→ **Exercise**:
Give back one number only: how many lines in the material below contain "formulas".

________________

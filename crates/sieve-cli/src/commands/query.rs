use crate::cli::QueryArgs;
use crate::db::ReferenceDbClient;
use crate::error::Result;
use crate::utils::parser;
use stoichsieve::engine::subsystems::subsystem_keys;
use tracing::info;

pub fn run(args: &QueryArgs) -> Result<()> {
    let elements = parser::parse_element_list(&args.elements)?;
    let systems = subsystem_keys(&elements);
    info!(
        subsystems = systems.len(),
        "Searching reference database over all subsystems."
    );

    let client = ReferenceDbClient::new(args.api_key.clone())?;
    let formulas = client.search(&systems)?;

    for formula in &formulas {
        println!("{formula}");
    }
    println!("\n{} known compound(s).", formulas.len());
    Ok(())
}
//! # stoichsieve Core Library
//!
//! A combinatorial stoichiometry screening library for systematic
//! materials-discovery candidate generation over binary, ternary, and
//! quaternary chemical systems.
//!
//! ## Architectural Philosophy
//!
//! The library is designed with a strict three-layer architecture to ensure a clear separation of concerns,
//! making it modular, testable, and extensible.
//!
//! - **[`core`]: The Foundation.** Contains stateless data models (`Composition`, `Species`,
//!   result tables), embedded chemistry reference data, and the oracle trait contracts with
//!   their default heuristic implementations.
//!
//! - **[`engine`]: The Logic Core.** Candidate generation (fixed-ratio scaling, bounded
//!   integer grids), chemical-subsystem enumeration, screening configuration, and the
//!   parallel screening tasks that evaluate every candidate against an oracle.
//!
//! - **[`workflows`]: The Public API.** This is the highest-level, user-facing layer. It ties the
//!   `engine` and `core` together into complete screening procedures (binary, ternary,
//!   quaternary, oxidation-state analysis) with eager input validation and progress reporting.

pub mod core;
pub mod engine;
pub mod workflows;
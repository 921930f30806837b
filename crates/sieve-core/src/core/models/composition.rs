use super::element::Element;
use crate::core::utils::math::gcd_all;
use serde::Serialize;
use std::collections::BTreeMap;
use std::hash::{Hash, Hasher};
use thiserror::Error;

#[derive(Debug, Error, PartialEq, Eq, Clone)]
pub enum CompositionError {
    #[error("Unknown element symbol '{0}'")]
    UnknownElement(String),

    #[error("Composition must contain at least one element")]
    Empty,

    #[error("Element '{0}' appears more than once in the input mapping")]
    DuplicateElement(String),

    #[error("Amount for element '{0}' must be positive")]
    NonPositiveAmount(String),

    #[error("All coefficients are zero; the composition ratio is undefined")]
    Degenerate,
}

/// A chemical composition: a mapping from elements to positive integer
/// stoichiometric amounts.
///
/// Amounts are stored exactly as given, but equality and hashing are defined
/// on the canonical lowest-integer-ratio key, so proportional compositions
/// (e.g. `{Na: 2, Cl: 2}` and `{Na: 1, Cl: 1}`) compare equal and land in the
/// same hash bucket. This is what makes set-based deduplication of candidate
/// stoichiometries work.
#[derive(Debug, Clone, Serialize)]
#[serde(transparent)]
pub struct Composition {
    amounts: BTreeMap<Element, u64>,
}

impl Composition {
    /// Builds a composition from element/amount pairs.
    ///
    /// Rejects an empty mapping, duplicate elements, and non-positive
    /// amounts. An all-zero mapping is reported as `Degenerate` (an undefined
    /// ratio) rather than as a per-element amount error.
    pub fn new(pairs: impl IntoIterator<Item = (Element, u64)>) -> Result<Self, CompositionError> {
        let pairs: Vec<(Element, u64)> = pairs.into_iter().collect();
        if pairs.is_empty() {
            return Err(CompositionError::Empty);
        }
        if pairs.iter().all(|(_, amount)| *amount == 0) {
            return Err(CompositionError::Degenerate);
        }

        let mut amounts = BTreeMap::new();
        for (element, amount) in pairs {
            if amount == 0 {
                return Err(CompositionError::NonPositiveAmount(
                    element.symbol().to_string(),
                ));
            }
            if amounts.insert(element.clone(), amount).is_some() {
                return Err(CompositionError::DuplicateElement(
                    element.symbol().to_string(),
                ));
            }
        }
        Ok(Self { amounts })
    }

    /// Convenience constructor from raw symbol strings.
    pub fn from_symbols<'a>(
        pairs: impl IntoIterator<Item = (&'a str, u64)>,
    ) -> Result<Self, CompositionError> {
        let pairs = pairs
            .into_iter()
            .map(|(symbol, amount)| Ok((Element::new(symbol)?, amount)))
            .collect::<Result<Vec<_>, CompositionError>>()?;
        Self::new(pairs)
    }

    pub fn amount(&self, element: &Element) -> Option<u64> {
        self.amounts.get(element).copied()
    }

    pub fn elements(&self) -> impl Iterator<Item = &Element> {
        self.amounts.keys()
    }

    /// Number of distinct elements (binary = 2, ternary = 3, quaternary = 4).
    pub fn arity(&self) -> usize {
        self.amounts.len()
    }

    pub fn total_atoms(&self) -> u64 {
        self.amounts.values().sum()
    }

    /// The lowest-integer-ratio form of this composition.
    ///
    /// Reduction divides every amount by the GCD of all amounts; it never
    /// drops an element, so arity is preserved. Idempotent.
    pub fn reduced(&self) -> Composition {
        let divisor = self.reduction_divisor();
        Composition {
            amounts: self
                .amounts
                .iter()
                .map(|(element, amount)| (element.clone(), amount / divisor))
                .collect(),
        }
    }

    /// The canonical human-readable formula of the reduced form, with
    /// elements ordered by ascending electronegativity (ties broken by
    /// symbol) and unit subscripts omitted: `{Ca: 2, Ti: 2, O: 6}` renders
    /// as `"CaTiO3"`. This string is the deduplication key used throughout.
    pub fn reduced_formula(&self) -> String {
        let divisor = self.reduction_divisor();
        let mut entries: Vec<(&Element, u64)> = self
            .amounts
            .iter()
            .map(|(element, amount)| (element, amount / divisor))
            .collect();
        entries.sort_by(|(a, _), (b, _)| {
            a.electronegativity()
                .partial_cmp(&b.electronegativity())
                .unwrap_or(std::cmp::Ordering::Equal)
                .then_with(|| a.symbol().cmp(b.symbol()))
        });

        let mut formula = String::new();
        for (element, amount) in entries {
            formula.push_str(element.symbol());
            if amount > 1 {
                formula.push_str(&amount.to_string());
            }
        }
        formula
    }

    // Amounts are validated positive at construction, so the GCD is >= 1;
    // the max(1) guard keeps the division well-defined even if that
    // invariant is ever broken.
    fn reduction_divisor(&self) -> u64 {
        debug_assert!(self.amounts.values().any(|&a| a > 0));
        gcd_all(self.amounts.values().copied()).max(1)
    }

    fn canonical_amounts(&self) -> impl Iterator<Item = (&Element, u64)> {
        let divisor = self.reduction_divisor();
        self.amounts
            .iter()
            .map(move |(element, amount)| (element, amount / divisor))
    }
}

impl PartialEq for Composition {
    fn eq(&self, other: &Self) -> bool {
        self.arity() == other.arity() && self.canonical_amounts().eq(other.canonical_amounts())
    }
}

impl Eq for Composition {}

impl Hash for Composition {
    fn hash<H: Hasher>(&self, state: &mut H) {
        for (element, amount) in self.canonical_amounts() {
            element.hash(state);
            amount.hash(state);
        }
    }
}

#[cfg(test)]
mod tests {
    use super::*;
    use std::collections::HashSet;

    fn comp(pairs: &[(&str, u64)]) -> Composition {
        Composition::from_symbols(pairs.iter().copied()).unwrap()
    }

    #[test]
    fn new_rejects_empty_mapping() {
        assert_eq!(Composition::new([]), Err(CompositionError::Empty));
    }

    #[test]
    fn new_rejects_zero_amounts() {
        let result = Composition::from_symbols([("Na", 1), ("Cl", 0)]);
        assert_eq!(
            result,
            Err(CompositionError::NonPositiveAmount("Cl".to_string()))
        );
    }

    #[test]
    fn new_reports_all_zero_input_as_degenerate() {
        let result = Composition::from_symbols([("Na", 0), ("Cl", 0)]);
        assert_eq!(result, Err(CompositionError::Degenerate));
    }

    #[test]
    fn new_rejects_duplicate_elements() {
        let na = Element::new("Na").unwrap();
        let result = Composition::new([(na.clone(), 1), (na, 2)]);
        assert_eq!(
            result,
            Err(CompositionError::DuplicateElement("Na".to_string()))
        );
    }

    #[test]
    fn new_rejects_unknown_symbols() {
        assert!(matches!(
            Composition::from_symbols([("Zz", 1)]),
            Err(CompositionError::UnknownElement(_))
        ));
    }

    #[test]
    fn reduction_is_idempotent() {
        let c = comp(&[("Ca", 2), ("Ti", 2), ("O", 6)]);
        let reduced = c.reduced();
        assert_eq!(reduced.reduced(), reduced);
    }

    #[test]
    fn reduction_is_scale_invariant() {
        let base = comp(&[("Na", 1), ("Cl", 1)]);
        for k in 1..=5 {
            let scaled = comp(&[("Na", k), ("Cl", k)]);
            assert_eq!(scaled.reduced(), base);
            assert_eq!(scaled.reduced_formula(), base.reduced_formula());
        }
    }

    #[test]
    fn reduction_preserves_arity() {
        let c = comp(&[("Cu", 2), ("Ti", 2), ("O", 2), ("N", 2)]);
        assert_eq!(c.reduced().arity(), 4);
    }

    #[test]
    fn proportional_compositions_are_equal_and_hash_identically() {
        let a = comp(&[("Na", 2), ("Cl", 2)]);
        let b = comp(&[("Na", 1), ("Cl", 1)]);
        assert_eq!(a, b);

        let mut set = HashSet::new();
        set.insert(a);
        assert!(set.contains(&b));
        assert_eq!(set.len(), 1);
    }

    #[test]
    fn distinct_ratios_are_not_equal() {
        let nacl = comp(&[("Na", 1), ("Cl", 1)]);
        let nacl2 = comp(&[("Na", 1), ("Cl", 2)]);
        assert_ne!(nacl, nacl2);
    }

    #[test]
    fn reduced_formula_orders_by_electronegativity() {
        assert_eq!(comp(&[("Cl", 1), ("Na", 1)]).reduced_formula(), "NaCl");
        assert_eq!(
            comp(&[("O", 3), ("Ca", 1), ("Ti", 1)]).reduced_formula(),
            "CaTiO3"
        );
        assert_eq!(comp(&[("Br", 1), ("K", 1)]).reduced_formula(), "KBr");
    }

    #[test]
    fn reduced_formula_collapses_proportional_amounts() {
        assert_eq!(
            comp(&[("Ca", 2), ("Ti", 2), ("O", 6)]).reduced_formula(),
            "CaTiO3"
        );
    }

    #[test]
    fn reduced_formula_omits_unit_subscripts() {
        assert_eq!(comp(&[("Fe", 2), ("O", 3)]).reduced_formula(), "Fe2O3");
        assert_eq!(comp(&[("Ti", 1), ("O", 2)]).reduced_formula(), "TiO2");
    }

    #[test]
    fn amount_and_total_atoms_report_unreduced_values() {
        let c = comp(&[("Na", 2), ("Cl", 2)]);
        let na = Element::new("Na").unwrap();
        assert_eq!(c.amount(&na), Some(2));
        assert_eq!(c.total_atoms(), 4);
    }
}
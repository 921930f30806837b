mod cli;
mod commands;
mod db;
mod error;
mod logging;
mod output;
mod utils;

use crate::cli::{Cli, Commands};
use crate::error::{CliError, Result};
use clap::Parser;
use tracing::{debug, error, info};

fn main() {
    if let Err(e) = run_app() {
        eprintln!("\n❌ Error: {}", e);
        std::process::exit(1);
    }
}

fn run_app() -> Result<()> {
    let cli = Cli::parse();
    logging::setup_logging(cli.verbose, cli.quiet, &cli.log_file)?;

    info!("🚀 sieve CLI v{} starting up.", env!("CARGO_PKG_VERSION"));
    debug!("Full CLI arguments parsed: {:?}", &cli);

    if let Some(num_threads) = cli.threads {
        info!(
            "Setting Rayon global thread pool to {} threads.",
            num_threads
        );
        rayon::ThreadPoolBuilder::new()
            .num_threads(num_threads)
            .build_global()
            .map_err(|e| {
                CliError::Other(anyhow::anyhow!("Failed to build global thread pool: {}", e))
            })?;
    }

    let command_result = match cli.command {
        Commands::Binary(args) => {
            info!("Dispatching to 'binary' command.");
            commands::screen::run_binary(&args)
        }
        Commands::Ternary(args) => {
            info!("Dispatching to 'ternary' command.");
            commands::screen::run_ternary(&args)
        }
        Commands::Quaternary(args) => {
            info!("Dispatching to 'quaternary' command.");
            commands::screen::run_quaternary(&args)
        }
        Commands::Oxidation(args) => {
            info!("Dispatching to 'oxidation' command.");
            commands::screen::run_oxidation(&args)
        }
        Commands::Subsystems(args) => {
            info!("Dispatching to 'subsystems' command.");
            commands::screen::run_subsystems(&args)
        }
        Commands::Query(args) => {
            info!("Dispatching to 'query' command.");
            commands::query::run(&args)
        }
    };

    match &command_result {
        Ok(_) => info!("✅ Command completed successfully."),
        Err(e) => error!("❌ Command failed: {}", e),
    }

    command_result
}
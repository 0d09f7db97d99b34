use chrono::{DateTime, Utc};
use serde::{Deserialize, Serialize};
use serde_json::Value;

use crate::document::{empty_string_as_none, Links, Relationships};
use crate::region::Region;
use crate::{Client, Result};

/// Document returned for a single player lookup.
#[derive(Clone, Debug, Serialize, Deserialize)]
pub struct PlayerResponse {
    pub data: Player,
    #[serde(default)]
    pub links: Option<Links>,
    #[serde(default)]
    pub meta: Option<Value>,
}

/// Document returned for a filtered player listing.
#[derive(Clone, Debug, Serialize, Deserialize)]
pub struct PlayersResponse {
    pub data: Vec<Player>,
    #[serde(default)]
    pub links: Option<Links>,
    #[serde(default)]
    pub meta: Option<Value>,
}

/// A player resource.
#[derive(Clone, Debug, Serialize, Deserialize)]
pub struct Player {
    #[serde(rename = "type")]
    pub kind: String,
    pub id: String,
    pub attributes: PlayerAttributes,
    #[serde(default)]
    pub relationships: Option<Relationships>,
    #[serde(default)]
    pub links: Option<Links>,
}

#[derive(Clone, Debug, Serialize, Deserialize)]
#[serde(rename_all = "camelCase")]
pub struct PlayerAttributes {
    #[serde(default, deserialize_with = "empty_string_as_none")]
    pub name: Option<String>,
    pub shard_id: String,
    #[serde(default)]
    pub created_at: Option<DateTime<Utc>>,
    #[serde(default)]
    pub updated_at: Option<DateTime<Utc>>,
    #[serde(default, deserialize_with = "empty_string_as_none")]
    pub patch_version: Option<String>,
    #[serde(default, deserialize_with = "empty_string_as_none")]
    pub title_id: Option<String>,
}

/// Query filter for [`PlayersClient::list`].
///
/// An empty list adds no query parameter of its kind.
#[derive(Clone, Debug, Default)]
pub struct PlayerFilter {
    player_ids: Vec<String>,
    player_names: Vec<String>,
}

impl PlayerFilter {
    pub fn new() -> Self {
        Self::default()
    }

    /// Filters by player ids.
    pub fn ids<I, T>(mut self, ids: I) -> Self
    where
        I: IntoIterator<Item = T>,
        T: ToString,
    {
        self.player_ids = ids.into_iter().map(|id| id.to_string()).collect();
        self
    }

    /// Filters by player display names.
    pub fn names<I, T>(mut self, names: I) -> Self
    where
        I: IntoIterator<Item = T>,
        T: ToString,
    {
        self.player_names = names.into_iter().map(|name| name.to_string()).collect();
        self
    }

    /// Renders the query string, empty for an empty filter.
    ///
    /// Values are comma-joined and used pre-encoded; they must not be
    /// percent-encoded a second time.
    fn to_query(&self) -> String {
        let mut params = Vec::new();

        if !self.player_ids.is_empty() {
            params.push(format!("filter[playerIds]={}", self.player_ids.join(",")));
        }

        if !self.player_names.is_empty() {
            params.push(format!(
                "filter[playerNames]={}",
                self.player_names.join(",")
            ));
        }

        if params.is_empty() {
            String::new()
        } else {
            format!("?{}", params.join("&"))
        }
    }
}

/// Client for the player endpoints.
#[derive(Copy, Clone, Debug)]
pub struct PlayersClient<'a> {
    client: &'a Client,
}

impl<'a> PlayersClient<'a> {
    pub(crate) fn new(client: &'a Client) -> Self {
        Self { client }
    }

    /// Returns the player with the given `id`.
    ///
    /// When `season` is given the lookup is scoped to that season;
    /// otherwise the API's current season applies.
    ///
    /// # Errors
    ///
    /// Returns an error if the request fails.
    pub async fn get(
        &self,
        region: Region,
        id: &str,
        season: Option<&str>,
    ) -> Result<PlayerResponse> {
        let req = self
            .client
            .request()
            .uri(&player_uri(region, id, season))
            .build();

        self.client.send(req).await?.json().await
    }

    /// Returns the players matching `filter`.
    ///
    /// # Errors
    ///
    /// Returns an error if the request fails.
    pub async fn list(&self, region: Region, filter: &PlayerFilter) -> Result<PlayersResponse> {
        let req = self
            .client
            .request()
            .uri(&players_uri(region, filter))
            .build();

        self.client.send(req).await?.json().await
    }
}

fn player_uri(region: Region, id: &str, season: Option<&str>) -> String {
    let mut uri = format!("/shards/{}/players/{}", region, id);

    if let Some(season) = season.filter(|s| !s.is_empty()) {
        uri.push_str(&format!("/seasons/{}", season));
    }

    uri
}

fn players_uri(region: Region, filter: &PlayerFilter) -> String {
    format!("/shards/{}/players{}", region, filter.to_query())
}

________________

→ **Your response**:
3